→ **Data extract**:
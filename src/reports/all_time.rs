use anyhow::{Context, Result};
use chrono::NaiveDate;
use tracing::info;

use crate::aggregate::{self, MatchStrategy, MergeRule};
use crate::config::Config;
use crate::geocoding::Geocoder;
use crate::store;
use crate::types::{DailyChange, Variant, daystamp};

use super::{combine_for, seeder};

/// Row counts of the all-time dataset after an update.
#[derive(Debug, Clone, Copy, PartialEq, Eq)]
pub struct AllTimeSummary {
    pub rows: usize,
    pub carried: usize,
}

/// Merges the feed into the all-time dataset, one row per day and locator.
///
/// The plain layout keeps the latest daily count for each day. The geocoded
/// layout keeps running totals: new rows start from yesterday's row, and
/// locators missing from the feed get yesterday's row repeated for today.
#[tracing::instrument(skip_all, fields(today = %today))]
pub fn build(
    config: &Config,
    changes: &[DailyChange],
    geocoder: Option<&mut Geocoder>,
    today: NaiveDate,
) -> Result<AllTimeSummary> {
    let path = config.merged_path();
    let seeding = seeder(geocoder);
    let variant = seeding.variant();

    let dataset = store::load(&path, variant.header(), config.format)?;
    let known = dataset.locators();

    let rule = MergeRule {
        matching: MatchStrategy::ByDateAndLocator,
        combine: combine_for(variant),
    };
    let mut dataset = aggregate::apply(changes, dataset, rule, seeding)
        .with_context(|| format!("Failed to update '{}'", path.display()))?;

    let carried = match variant {
        Variant::Plain => 0,
        Variant::Geocoded => {
            aggregate::carry_forward(&mut dataset, &known, changes, &daystamp(today))?
        }
    };

    store::save(&path, &dataset, config.format)?;
    info!(
        path = %path.display(),
        rows = dataset.len(),
        known = known.len(),
        carried,
        "All-time dataset written"
    );

    Ok(AllTimeSummary {
        rows: dataset.len(),
        carried,
    })
}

→ **What the exercise asks**: Only a number is wanted here: how many lines of the records above hold the word "yesterday".

→ **Solution**: 2